Читаем Языковеды, востоковеды, историки полностью

Лично я мало знал Абаева, хотя почти полвека жил с ним в одном квартале на Песчаных улицах. Заочно знал его со студенческих лет, и первое знакомство было не из лучших. В 1965 г. среди студентов отделения структурной и прикладной лингвистики филологического факультета МГУ пошла молва о том, что иранист Абаев в журнале «Вопросы языкознания» напечатал статью «против нас». Отделение считалось центром «передовой лингвистики», боровшейся с «традиционалистами», господствовавшими в остальной части факультета. И вот появляется статья, где вся «передовая лингвистика» смешана с грязью, названа антигуманной, а главная черта современной науки о языке – ее математизация – объявлена ненужной и вредной. Наш профессор, добрейший Петр Саввич Кузнецов (см. очерк «Петр Саввич») выступил в том же журнале с резким ответом Абаеву, назвав на одной странице его положения «клеветой», «профанацией» и «кривым зеркалом». Много позже я узнал, что статья Кузнецова первоначально именовалась «Мракобес под маской гуманиста», но редакция смягчила название. В «Вопросах языкознания» объявили дискуссию, и никто из ее участников Абаева не поддержал. Среди студентов журнал с одиозной статьей ходил по рукам, читали и возмущались.

Тогда я посещал занятия по санскриту, которые вел Андрей Анатольевич Зализняк, тогда еще не академик, но очень перспективный и популярный молодой лингвист, только что получивший докторскую степень за кандидатскую диссертацию (санскрит я так и не выучил, но узнал из курса многое). И на одном из занятий Зализняк, говоря об одном индийском божестве, упомянул, что Абаев сопоставил его имя с Вием у Гоголя, и это – очень интересная и остроумная этимология. Студенты, и я в том числе, удивились: глубоко «наш» Зализняк хвалит «консерватора» и чуть ли не «черносотенца», как тогда в наших кругах называли Абаева. Но, подумав, я уже тогда понял: «неправильная» позиция ученого по теоретическим вопросам не означает того, что все им сделанное должно быть отвергнуто. И выдающийся лингвист показал нам это на примере Абаева.
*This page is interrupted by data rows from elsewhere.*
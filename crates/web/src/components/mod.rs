//! Reusable view components.

pub mod data_table;

pub use data_table::{DataTableConfig, FilterOption, TableColumn, TableFilter, TableView};
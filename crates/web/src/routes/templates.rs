//! Listing template route handlers, including the live preview.

use askama::Template;
use askama_web::WebTemplate;
use axum::{
    Form,
    extract::{Path, Query, State},
    http::StatusCode,
    response::{IntoResponse, Redirect, Response},
};
use gainsy_core::{
    ListQuery, Page, ProductId, RenderContext, TemplateCategory, TemplateDraft, TemplateId,
    ValidationError, demo, entities::template::PLACEHOLDERS, listing,
};
use serde::Deserialize;
use tracing::instrument;

use crate::backend::{BackendError, ProductTable, StoreTable, TemplateTable};
use crate::components::{DataTableConfig, FilterOption, TableColumn, TableFilter, TableView};
use crate::error::AppError;
use crate::middleware::RequireAuth;
use crate::state::AppState;

use super::dashboard::{Nav, NoticeQuery, SelectOption, parse_id, short_date, write_failure};
use super::fallback::{Banner, combined_banner, load};

const BASE_PATH: &str = "/dashboard/templates";
const EXCERPT_CHARS: usize = 80;

fn table_config() -> DataTableConfig {
    DataTableConfig::new(BASE_PATH)
        .column(TableColumn::sortable("name", "Template"))
        .column(TableColumn::sortable("category", "Category"))
        .column(TableColumn::new("Preview"))
        .column(TableColumn::sortable("updated", "Updated"))
        .filter(TableFilter::select(
            "status",
            "Category",
            TemplateCategory::ALL
                .iter()
                .map(|c| FilterOption::new(c.as_str(), c.label()))
                .collect(),
        ))
        .search_placeholder("Search templates...")
        .empty_state(
            "No templates yet",
            Some("Save your go-to titles, descriptions, and policies as templates."),
        )
}

// =============================================================================
// List
// =============================================================================

/// Template row as rendered in the list.
#[derive(Debug, Clone)]
pub struct TemplateRow {
    pub id: String,
    pub name: String,
    pub category_label: &'static str,
    pub category_badge: &'static str,
    pub excerpt: String,
    pub is_default: bool,
    pub updated: String,
}

impl From<&gainsy_core::Template> for TemplateRow {
    fn from(template: &gainsy_core::Template) -> Self {
        Self {
            id: template.id.to_string(),
            name: template.name.clone(),
            category_label: template.category.label(),
            category_badge: template.category.badge_class(),
            excerpt: template.excerpt(EXCERPT_CHARS),
            is_default: template.is_default,
            updated: short_date(template.updated_at),
        }
    }
}

/// Template list page.
#[derive(Template, WebTemplate)]
#[template(path = "dashboard/templates/list.html")]
pub struct TemplateListTemplate {
    pub nav: Nav,
    pub banners: Vec<Banner>,
    pub table: TableView,
    pub rows: Vec<TemplateRow>,
}

/// List the seller's templates. The `status` parameter filters by category.
#[instrument(skip_all, fields(user_id = %user.id))]
pub async fn index(
    State(state): State<AppState>,
    RequireAuth(user): RequireAuth,
    Query(query): Query<ListQuery>,
    Query(notice): Query<NoticeQuery>,
) -> impl IntoResponse {
    let table = TemplateTable::new(state.backend(), user.id, &user.access_token);
    let templates = load(&state, "templates", table.list(), demo::templates).await;

    let mut banners: Vec<Banner> = notice.banner("Template").into_iter().collect();
    banners.extend(templates.banner());

    let page: Page<gainsy_core::Template> = listing::apply(templates.data, &query);
    let view = table_config().view::<gainsy_core::Template, _>(&query, &[], &page);

    TemplateListTemplate {
        nav: Nav::new(&user, "templates"),
        banners,
        table: view,
        rows: page.items.iter().map(TemplateRow::from).collect(),
    }
}

// =============================================================================
// Form
// =============================================================================

/// Template form data as submitted.
#[derive(Debug, Clone, Default, Deserialize)]
#[serde(default)]
pub struct TemplateForm {
    pub name: String,
    pub category: String,
    pub content: String,
    /// Checkbox; present when checked.
    pub is_default: Option<String>,
}

impl TemplateForm {
    /// Parse and validate into a draft.
    ///
    /// # Errors
    ///
    /// Returns the first [`ValidationError`] found.
    pub fn to_draft(&self) -> Result<TemplateDraft, ValidationError> {
        let category = match self.category.trim() {
            "" => TemplateCategory::default(),
            raw => raw.parse().map_err(|_| ValidationError::InvalidFormat {
                field: "Category",
                message: "is not recognized",
            })?,
        };
        TemplateDraft {
            name: self.name.clone(),
            category,
            content: self.content.clone(),
            is_default: self.is_checked(),
        }
        .normalized()
    }

    /// Whether the default checkbox was ticked.
    #[must_use]
    pub fn is_checked(&self) -> bool {
        self.is_default
            .as_deref()
            .is_some_and(|v| !v.is_empty() && v != "false")
    }
}

impl From<&gainsy_core::Template> for TemplateForm {
    fn from(template: &gainsy_core::Template) -> Self {
        Self {
            name: template.name.clone(),
            category: template.category.as_str().to_string(),
            content: template.content.clone(),
            is_default: template.is_default.then(|| "on".to_string()),
        }
    }
}

/// Template create/edit form page.
#[derive(Template, WebTemplate)]
#[template(path = "dashboard/templates/form.html")]
pub struct TemplateFormTemplate {
    pub nav: Nav,
    pub banners: Vec<Banner>,
    pub title: &'static str,
    pub action: String,
    pub form: TemplateForm,
    pub is_default: bool,
    pub categories: Vec<SelectOption>,
    pub placeholders: &'static [&'static str],
    /// Set when editing, for the preview link.
    pub template_id: Option<String>,
}

impl TemplateFormTemplate {
    fn new(nav: Nav, form: TemplateForm, edit: Option<TemplateId>) -> Self {
        let category = match form.category.as_str() {
            "" => TemplateCategory::default().as_str().to_string(),
            c => c.to_string(),
        };
        Self {
            nav,
            banners: Vec::new(),
            title: if edit.is_some() { "Edit template" } else { "New template" },
            action: edit.map_or_else(|| BASE_PATH.to_string(), |id| format!("{BASE_PATH}/{id}")),
            is_default: form.is_checked(),
            categories: TemplateCategory::ALL
                .iter()
                .map(|c| SelectOption::new(c.as_str(), c.label(), &category))
                .collect(),
            placeholders: PLACEHOLDERS,
            template_id: edit.map(|id| id.to_string()),
            form,
        }
    }

    fn with_error(mut self, message: String) -> Self {
        self.banners.push(Banner::error(message));
        self
    }
}

fn form_error(status: StatusCode, template: TemplateFormTemplate, message: String) -> Response {
    (status, template.with_error(message)).into_response()
}

/// Display the new-template form.
pub async fn new(RequireAuth(user): RequireAuth) -> impl IntoResponse {
    TemplateFormTemplate::new(Nav::new(&user, "templates"), TemplateForm::default(), None)
}

/// Create a template.
#[instrument(skip_all, fields(user_id = %user.id))]
pub async fn create(
    State(state): State<AppState>,
    RequireAuth(user): RequireAuth,
    Form(form): Form<TemplateForm>,
) -> Response {
    let template = TemplateFormTemplate::new(Nav::new(&user, "templates"), form.clone(), None);
    let draft = match form.to_draft() {
        Ok(draft) => draft,
        Err(e) => return form_error(StatusCode::UNPROCESSABLE_ENTITY, template, e.to_string()),
    };

    let table = TemplateTable::new(state.backend(), user.id, &user.access_token);
    match table.create(&draft).await {
        Ok(created) => {
            tracing::info!(template_id = %created.id, "Template created");
            Redirect::to(&format!("{BASE_PATH}?notice=created")).into_response()
        }
        Err(e) => {
            let (status, message) = write_failure(e, "create the template");
            form_error(status, template, message)
        }
    }
}

/// Display the edit form for a template.
#[instrument(skip_all, fields(user_id = %user.id))]
pub async fn edit(
    State(state): State<AppState>,
    RequireAuth(user): RequireAuth,
    Path(id): Path<String>,
) -> Result<Response, AppError> {
    let id: TemplateId = parse_id(&id, "Template")?;
    let table = TemplateTable::new(state.backend(), user.id, &user.access_token);
    match table.get(id).await {
        Ok(found) => Ok(TemplateFormTemplate::new(
            Nav::new(&user, "templates"),
            TemplateForm::from(&found),
            Some(id),
        )
        .into_response()),
        Err(BackendError::NotFound(_)) => {
            Ok(Redirect::to(&format!("{BASE_PATH}?error=not_found")).into_response())
        }
        Err(e) => Err(e.into()),
    }
}

/// Save changes to a template.
#[instrument(skip_all, fields(user_id = %user.id))]
pub async fn update(
    State(state): State<AppState>,
    RequireAuth(user): RequireAuth,
    Path(id): Path<String>,
    Form(form): Form<TemplateForm>,
) -> Result<Response, AppError> {
    let id: TemplateId = parse_id(&id, "Template")?;
    let template = TemplateFormTemplate::new(Nav::new(&user, "templates"), form.clone(), Some(id));
    let draft = match form.to_draft() {
        Ok(draft) => draft,
        Err(e) => {
            return Ok(form_error(
                StatusCode::UNPROCESSABLE_ENTITY,
                template,
                e.to_string(),
            ));
        }
    };

    let table = TemplateTable::new(state.backend(), user.id, &user.access_token);
    match table.update(id, &draft).await {
        Ok(_) => {
            tracing::info!(template_id = %id, "Template updated");
            Ok(Redirect::to(&format!("{BASE_PATH}?notice=updated")).into_response())
        }
        Err(BackendError::NotFound(_)) => {
            Ok(Redirect::to(&format!("{BASE_PATH}?error=not_found")).into_response())
        }
        Err(e) => {
            let (status, message) = write_failure(e, "save the template");
            Ok(form_error(status, template, message))
        }
    }
}

/// Delete a template.
#[instrument(skip_all, fields(user_id = %user.id))]
pub async fn delete(
    State(state): State<AppState>,
    RequireAuth(user): RequireAuth,
    Path(id): Path<String>,
) -> Result<Redirect, AppError> {
    let id: TemplateId = parse_id(&id, "Template")?;
    let table = TemplateTable::new(state.backend(), user.id, &user.access_token);
    match table.delete(id).await {
        Ok(()) => {
            tracing::info!(template_id = %id, "Template deleted");
            Ok(Redirect::to(&format!("{BASE_PATH}?notice=deleted")))
        }
        Err(BackendError::NotFound(_)) => {
            Ok(Redirect::to(&format!("{BASE_PATH}?error=not_found")))
        }
        Err(e) => {
            tracing::warn!(template_id = %id, error = %e, "Template delete failed");
            Ok(Redirect::to(&format!("{BASE_PATH}?error=delete_failed")))
        }
    }
}

// =============================================================================
// Preview
// =============================================================================

/// Preview query: which product to render against.
#[derive(Debug, Default, Deserialize)]
pub struct PreviewQuery {
    pub product: Option<String>,
}

/// Template preview page.
#[derive(Template, WebTemplate)]
#[template(path = "dashboard/templates/preview.html")]
pub struct PreviewTemplate {
    pub nav: Nav,
    pub banners: Vec<Banner>,
    pub template_id: String,
    pub name: String,
    pub category_label: &'static str,
    pub content: String,
    /// `None` when there is no product to render against.
    pub rendered: Option<String>,
    pub products: Vec<SelectOption>,
    pub placeholders: Vec<String>,
    pub unknown_placeholders: Vec<String>,
}

/// Render a template against one of the seller's products.
///
/// Uses the product named by `?product=`, else the most recent one.
#[instrument(skip_all, fields(user_id = %user.id))]
pub async fn preview(
    State(state): State<AppState>,
    RequireAuth(user): RequireAuth,
    Path(id): Path<String>,
    Query(query): Query<PreviewQuery>,
) -> Result<Response, AppError> {
    let id: TemplateId = parse_id(&id, "Template")?;
    let backend = state.backend();
    let token = user.access_token.as_str();
    let template_table = TemplateTable::new(backend, user.id, token);
    let product_table = ProductTable::new(backend, user.id, token);
    let store_table = StoreTable::new(backend, user.id, token);

    let found = match template_table.get(id).await {
        Ok(found) => found,
        Err(BackendError::NotFound(_)) => {
            return Ok(Redirect::to(&format!("{BASE_PATH}?error=not_found")).into_response());
        }
        Err(e) => return Err(e.into()),
    };

    let (products, stores) = tokio::join!(
        load(&state, "products", product_table.list(), demo::products),
        load(&state, "stores", store_table.list(), demo::stores),
    );

    let wanted: Option<ProductId> = query.product.as_deref().and_then(|p| p.parse().ok());
    let selected = wanted
        .and_then(|pid| products.data.iter().find(|p| p.id == pid))
        .or_else(|| products.data.first());

    let rendered = selected.map(|product| {
        let store = stores.data.iter().find(|s| s.id == product.store_id);
        found.render(&RenderContext::for_product(product, store))
    });
    let selected_id = selected.map(|p| p.id.to_string()).unwrap_or_default();

    Ok(PreviewTemplate {
        nav: Nav::new(&user, "templates"),
        banners: combined_banner(&products, &stores).into_iter().collect(),
        template_id: found.id.to_string(),
        name: found.name.clone(),
        category_label: found.category.label(),
        content: found.content.clone(),
        rendered,
        products: products
            .data
            .iter()
            .map(|p| SelectOption::new(&p.id.to_string(), &p.title, &selected_id))
            .collect(),
        placeholders: found.placeholders(),
        unknown_placeholders: found.unknown_placeholders(),
    }
    .into_response())
}

#[cfg(test)]
#[allow(clippy::unwrap_used)]
mod tests {
    use super::*;

    #[test]
    fn test_checkbox_values() {
        let mut form = TemplateForm::from(&demo::templates()[0]);
        form.is_default = None;
        assert!(!form.is_checked());
        form.is_default = Some("on".to_string());
        assert!(form.is_checked());
        form.is_default = Some("false".to_string());
        assert!(!form.is_checked());
    }

    #[test]
    fn test_form_round_trips_template() {
        for template in demo::templates() {
            let draft = TemplateForm::from(&template).to_draft().unwrap();
            assert_eq!(draft, TemplateDraft::from(&template));
        }
    }

    #[test]
    fn test_blank_name_rejected() {
        let form = TemplateForm {
            name: "   ".to_string(),
            category: "title".to_string(),
            content: "{title} | Handmade".to_string(),
            is_default: None,
        };
        assert_eq!(
            form.to_draft(),
            Err(ValidationError::Required("Template name"))
        );
    }

    #[test]
    fn test_row_excerpt() {
        let template = &demo::templates()[0];
        let row = TemplateRow::from(template);
        assert!(row.excerpt.chars().count() <= EXCERPT_CHARS);
        assert_eq!(row.category_label, template.category.label());
    }
}
//! Seed a seller account with the built-in demo data.
//!
//! # Usage
//!
//! ```bash
//! gainsy seed --email maker@example.com --password '...'
//! ```
//!
//! Signs in as the seller, then inserts the demo stores, products and
//! templates under their account. Stores are created one at a time so each
//! product can be pointed at its new store; products and templates go in as
//! single bulk inserts.
//!
//! # Environment Variables
//!
//! - `GAINSY_BACKEND_URL` - Hosted backend project URL
//! - `GAINSY_BACKEND_ANON_KEY` - Hosted backend public (anon) API key
//! - `GAINSY_SEED_PASSWORD` - Used when `--password` is omitted

use std::collections::HashMap;

use gainsy_core::{Email, ProductDraft, StoreDraft, StoreId, TemplateDraft, demo};
use gainsy_web::backend::{ProductTable, StoreTable, TemplateTable};
use secrecy::{ExposeSecret, SecretString};

use super::{CommandError, connect};

/// What a seed run inserted.
#[derive(Debug, Default, PartialEq, Eq)]
pub struct SeedSummary {
    pub stores: usize,
    pub products: usize,
    pub templates: usize,
}

/// Insert demo data for the seller identified by `email`.
///
/// # Errors
///
/// Returns an error if sign-in fails, the account already has stores and
/// `force` is false, or any insert fails. Stores inserted before a failure
/// are left in place.
pub async fn run(
    email: &str,
    password: &SecretString,
    force: bool,
) -> Result<SeedSummary, CommandError> {
    let email = Email::parse(email).map_err(|e| CommandError::InvalidArgument(e.to_string()))?;
    let client = connect()?;

    let session = client
        .sign_in_with_password(&email, password.expose_secret())
        .await?;
    let user_id = session.user.id;
    let token = session.access_token.as_str();
    tracing::info!(%user_id, "Signed in");

    let stores = StoreTable::new(&client, user_id, token);
    let existing = stores.count().await?;
    if existing > 0 && !force {
        return Err(CommandError::AlreadySeeded(email.to_string(), existing));
    }

    let mut store_ids: HashMap<StoreId, StoreId> = HashMap::new();
    for store in demo::stores() {
        let created = stores.create(&StoreDraft::from(&store)).await?;
        tracing::info!(store = %created.name, id = %created.id, "Store created");
        store_ids.insert(store.id, created.id);
    }

    let products = remap_products(&store_ids);
    ProductTable::new(&client, user_id, token)
        .create_many(&products)
        .await?;
    tracing::info!(count = products.len(), "Products created");

    let templates: Vec<TemplateDraft> = demo::templates()
        .iter()
        .map(TemplateDraft::from)
        .collect();
    TemplateTable::new(&client, user_id, token)
        .create_many(&templates)
        .await?;
    tracing::info!(count = templates.len(), "Templates created");

    if let Err(e) = client.sign_out(token).await {
        tracing::warn!(error = %e, "Sign-out after seeding failed");
    }

    Ok(SeedSummary {
        stores: store_ids.len(),
        products: products.len(),
        templates: templates.len(),
    })
}

/// Demo product drafts pointed at the newly created stores.
///
/// Products whose demo store was not created are skipped.
fn remap_products(store_ids: &HashMap<StoreId, StoreId>) -> Vec<ProductDraft> {
    demo::products()
        .iter()
        .filter_map(|product| {
            let store_id = *store_ids.get(&product.store_id)?;
            Some(ProductDraft {
                store_id,
                ..ProductDraft::from(product)
            })
        })
        .collect()
}

#[cfg(test)]
#[allow(clippy::unwrap_used)]
mod tests {
    use super::*;

    #[test]
    fn test_remap_products_points_at_new_stores() {
        let demo_stores = demo::stores();
        let store_ids: HashMap<StoreId, StoreId> = demo_stores
            .iter()
            .map(|s| (s.id, StoreId::random()))
            .collect();

        let drafts = remap_products(&store_ids);
        assert_eq!(drafts.len(), demo::products().len());
        assert!(
            drafts
                .iter()
                .all(|d| store_ids.values().any(|id| *id == d.store_id))
        );
    }

    #[test]
    fn test_remap_products_skips_missing_stores() {
        let first = demo::stores()[0].id;
        let store_ids = HashMap::from([(first, StoreId::random())]);

        let drafts = remap_products(&store_ids);
        let expected = demo::products()
            .iter()
            .filter(|p| p.store_id == first)
            .count();
        assert_eq!(drafts.len(), expected);
    }
}
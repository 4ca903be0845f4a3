//! System alert actions.

use axum::extract::{Path, State};
use axum::response::Redirect;
use gainsy_core::AlertId;
use tracing::instrument;

use crate::backend::{AlertTable, BackendError};
use crate::error::AppError;
use crate::middleware::RequireAuth;
use crate::state::AppState;

use super::dashboard::parse_id;

/// Mark one of the seller's own alerts resolved and return to the overview.
///
/// Global alerts and other sellers' alerts show as a failed dismissal.
#[instrument(skip_all, fields(user_id = %user.id))]
pub async fn dismiss(
    State(state): State<AppState>,
    RequireAuth(user): RequireAuth,
    Path(id): Path<String>,
) -> Result<Redirect, AppError> {
    let id: AlertId = parse_id(&id, "Alert")?;
    let table = AlertTable::new(state.backend(), user.id, &user.access_token);

    match table.dismiss(id).await {
        Ok(()) => {
            tracing::info!(alert_id = %id, "Alert dismissed");
            Ok(Redirect::to("/dashboard?notice=dismissed"))
        }
        Err(e @ (BackendError::NotFound(_) | BackendError::Unauthorized)) => {
            tracing::warn!(alert_id = %id, error = %e, "Alert dismissal refused");
            Ok(Redirect::to("/dashboard?error=dismiss_failed"))
        }
        Err(e) => {
            tracing::error!(alert_id = %id, error = %e, "Alert dismissal failed");
            Ok(Redirect::to("/dashboard?error=dismiss_failed"))
        }
    }
}
// =============================================================================
// JSON API
// =============================================================================

#[tokio::test]
async fn test_stats_api_is_cached_until_a_write() {
    let app = TestApp::spawn().await;
    let user_id = app.signed_in_seller("maker@example.com").await;
    let store = app
        .backend
        .insert_row("stores", store_row(user_id, "Clay Corner", "ClayCorner"));
    app.backend.insert_row(
        "products",
        product_row(user_id, &store["id"], "Speckled Mug", 3),
    );

    let stats: Value = app.get("/api/stats").await.json().await.unwrap();
    assert_eq!(stats["total_stores"], 1);
    assert_eq!(stats["total_products"], 1);
    assert_eq!(stats["low_stock_products"], 1);
    assert_eq!(stats["total_sales"], 8);

    // A row written behind the app's back stays hidden until the cache is
    // invalidated.
    app.backend
        .insert_row("stores", store_row(user_id, "Paper Trail", "PaperTrail"));
    let stats: Value = app.get("/api/stats").await.json().await.unwrap();
    assert_eq!(stats["total_stores"], 1);

    app.post_form(
        "/dashboard/stores",
        &[("name", "Third"), ("etsy_shop_name", "ThirdShop")],
    )
    .await;
    let stats: Value = app.get("/api/stats").await.json().await.unwrap();
    assert_eq!(stats["total_stores"], 3);
}
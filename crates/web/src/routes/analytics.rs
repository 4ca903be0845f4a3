//! Analytics page: store and product performance over a date range.

use askama::Template;
use askama_web::WebTemplate;
use axum::extract::{Query, State};
use axum::response::IntoResponse;
use chrono::Utc;
use gainsy_core::{
    AnalyticsRange, DashboardStats, ProductPerformance, StorePerformance, demo,
};
use serde::Deserialize;
use tracing::instrument;

use crate::backend::{ProductTable, StoreTable};
use crate::filters;
use crate::middleware::RequireAuth;
use crate::state::AppState;

use super::dashboard::Nav;
use super::fallback::{Banner, combined_banner, load};

const TOP_PRODUCTS: usize = 10;

/// Analytics query parameters.
#[derive(Debug, Default, Deserialize)]
pub struct AnalyticsQuery {
    pub range: Option<String>,
}

impl AnalyticsQuery {
    /// Requested range; missing or unknown values mean the default.
    #[must_use]
    pub fn range(&self) -> AnalyticsRange {
        self.range
            .as_deref()
            .and_then(|r| r.parse().ok())
            .unwrap_or_default()
    }
}

/// Range selector entry.
#[derive(Debug, Clone)]
pub struct RangeOption {
    pub value: &'static str,
    pub label: &'static str,
    pub selected: bool,
}

/// Store performance row for display.
#[derive(Debug, Clone)]
pub struct StoreRow {
    pub name: String,
    pub status_label: &'static str,
    pub status_badge: &'static str,
    pub product_count: usize,
    pub active_products: usize,
    pub views: i64,
    pub sales: i64,
    pub revenue: String,
    pub conversion_rate: f64,
}

impl From<StorePerformance> for StoreRow {
    fn from(row: StorePerformance) -> Self {
        Self {
            name: row.name,
            status_label: row.status.label(),
            status_badge: row.status.badge_class(),
            product_count: row.product_count,
            active_products: row.active_products,
            views: row.views,
            sales: row.sales,
            revenue: row.revenue.display(),
            conversion_rate: row.conversion_rate,
        }
    }
}

/// Product performance row for display.
#[derive(Debug, Clone)]
pub struct ProductRow {
    pub rank: usize,
    pub title: String,
    pub store_name: String,
    pub views: i64,
    pub favorites: i64,
    pub sales: i64,
    pub revenue: String,
    pub conversion_rate: f64,
}

/// Analytics page template.
#[derive(Template, WebTemplate)]
#[template(path = "dashboard/analytics.html")]
pub struct AnalyticsTemplate {
    pub nav: Nav,
    pub banners: Vec<Banner>,
    pub ranges: Vec<RangeOption>,
    pub range_label: &'static str,
    pub totals: DashboardStats,
    pub revenue: String,
    pub stores: Vec<StoreRow>,
    pub products: Vec<ProductRow>,
}

/// Display analytics for the selected range.
///
/// The range narrows products by listing date; stores are always shown.
/// Demo data is measured from its own reference time so the ranges stay
/// meaningful.
#[instrument(skip_all, fields(user_id = %user.id))]
pub async fn index(
    State(state): State<AppState>,
    RequireAuth(user): RequireAuth,
    Query(query): Query<AnalyticsQuery>,
) -> impl IntoResponse {
    let range = query.range();
    let backend = state.backend();
    let token = user.access_token.as_str();
    let store_table = StoreTable::new(backend, user.id, token);
    let product_table = ProductTable::new(backend, user.id, token);

    let (stores, products) = tokio::join!(
        load(&state, "stores", store_table.list(), demo::stores),
        load(&state, "products", product_table.list(), demo::products),
    );

    let banners = combined_banner(&stores, &products).into_iter().collect();
    let now = if products.is_demo() {
        demo::reference_time()
    } else {
        Utc::now()
    };
    let in_range = range.filter(products.data, now);

    let totals = DashboardStats::compute(&stores.data, &in_range);
    let product_rows = ProductPerformance::top(&in_range, &stores.data, TOP_PRODUCTS)
        .into_iter()
        .enumerate()
        .map(|(i, row)| ProductRow {
            rank: i + 1,
            title: row.title,
            store_name: row.store_name,
            views: row.views,
            favorites: row.favorites,
            sales: row.sales,
            revenue: row.revenue.display(),
            conversion_rate: row.conversion_rate,
        })
        .collect();

    AnalyticsTemplate {
        nav: Nav::new(&user, "analytics"),
        banners,
        ranges: AnalyticsRange::ALL
            .into_iter()
            .map(|r| RangeOption {
                value: r.as_str(),
                label: r.label(),
                selected: r == range,
            })
            .collect(),
        range_label: range.label(),
        revenue: totals.revenue().display(),
        totals,
        stores: StorePerformance::compute(&stores.data, &in_range)
            .into_iter()
            .map(StoreRow::from)
            .collect(),
        products: product_rows,
    }
}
Шли годы, конфликт постепенно сгладился. Абаев после неудачной для него дискуссии в «Вопросах языкознания» редко высказывался на общие темы, занимаясь исключительно историей иранских языков, в этой области его авторитет всегда был высок. Для меня эта область далека, и я редко вспоминал об этом ученом, пока в конце 80-х гг. не занялся Н. Я. Марром. Я прочитал статью Абаева о Марре, она мне понравилась, прежде всего, своей объективностью на фоне многочисленных панегириков и разоблачений, и я решил поговорить с последним тогда еще здравствовавшим из крупных учеников Марра. Это было мое единственное общение с Василием Ивановичем, хотя, заходя в академический Институт языкознания, иногда издали видел его и раньше. Два раза в январе 1988 г. я был в его уютной квартире на Новопесчаной улице, он дал мне почитать еще не опубликованные его воспоминания об учителе. Абаеву тогда было восемьдесят семь лет, но он был бодр, обладал ясным умом и работал. Стол его был обложен книгами.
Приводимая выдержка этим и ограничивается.